» WORK ORDER
Search the records for the string "depths", then copy each line that has it.

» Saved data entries
fn geometry_options(request: &OptimizationRequest) -> Vec<(f64, f64)> {
    match &request.geometry {
        None => vec![(request.base.section.width_mm, request.base.section.overall_depth_mm)],
        Some(bounds) => {
            let widths = sorted_unique_f64(bounds.widths_mm.clone());
            let depths = sorted_unique_f64(bounds.depths_mm.clone());
            widths
                .iter()
                .flat_map(|&w| depths.iter().map(move |&d| (w, d)))
                .collect()
        }
    }
}

fn material_options(request: &OptimizationRequest) -> Vec<Material> {
    let mut materials = if request.materials.is_empty() {
        vec![request.base.material]
    } else {
        request.materials.clone()
    };
    materials.sort_by(|a, b| a.fck_mpa.total_cmp(&b.fck_mpa).then(a.fy_mpa.total_cmp(&b.fy_mpa)));
    materials.dedup();
    materials
}

fn stirrup_options(request: &OptimizationRequest) -> Vec<StirrupSpec> {
    let diameters = sorted_unique(request.stirrups.diameters.clone());
    let legs = sorted_unique(request.stirrups.legs.clone());
    diameters
        .iter()
        .flat_map(|&d| legs.iter().map(move |&l| StirrupSpec::new(d, l)))
        .collect()
}

fn sorted_unique(mut values: Vec<u32>) -> Vec<u32> {
    values.sort_unstable();
    values.dedup();
    values
}

fn sorted_unique_f64(mut values: Vec<f64>) -> Vec<f64> {
    values.sort_by(f64::total_cmp);
    values.dedup();
    values
}
//! # Structural Calculations
//!
//! The IS 456 engines and the pipeline that chains them. Each engine
//! follows the pattern:
//!
//! - `*Input` - Input parameters (JSON-serializable)
//! - `*Result` - Results with their diagnostics (JSON-serializable)
//! - `calculate(input, settings) -> Result<*Result, CalcError>` - Pure function;
//!   `Err` only for invalid input
//!
//! ## Available Calculations
//!
//! - [`flexure`] - Required steel for singly, doubly and flanged sections
//! - [`shear`] - Concrete shear strength and stirrup spacing
//! - [`serviceability`] - Span/depth, lateral stability and crack width
//! - [`detailing`] - Bar and stirrup selection, anchorage, curtailment
//! - [`design`] - Full beam pipeline and batch runs

pub mod design;
pub mod detailing;
pub mod flexure;
pub mod serviceability;
pub mod shear;

// Re-export commonly used types
pub use design::{design_batch, design_beam, BatchOutcome, BatchRequest, DesignRequest, DesignResult, LoadDemand};
pub use detailing::{DetailingInput, DetailingResult};
pub use flexure::{FlexureInput, FlexureResult};
pub use serviceability::{ServiceabilityInput, ServiceabilityResult};
pub use shear::{ShearInput, ShearResult, StirrupSpec};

» SOLUTION TO THE EXERCISE
            let depths = sorted_unique_f64(bounds.depths_mm.clone());
                .flat_map(|&w| depths.iter().map(move |&d| (w, d)))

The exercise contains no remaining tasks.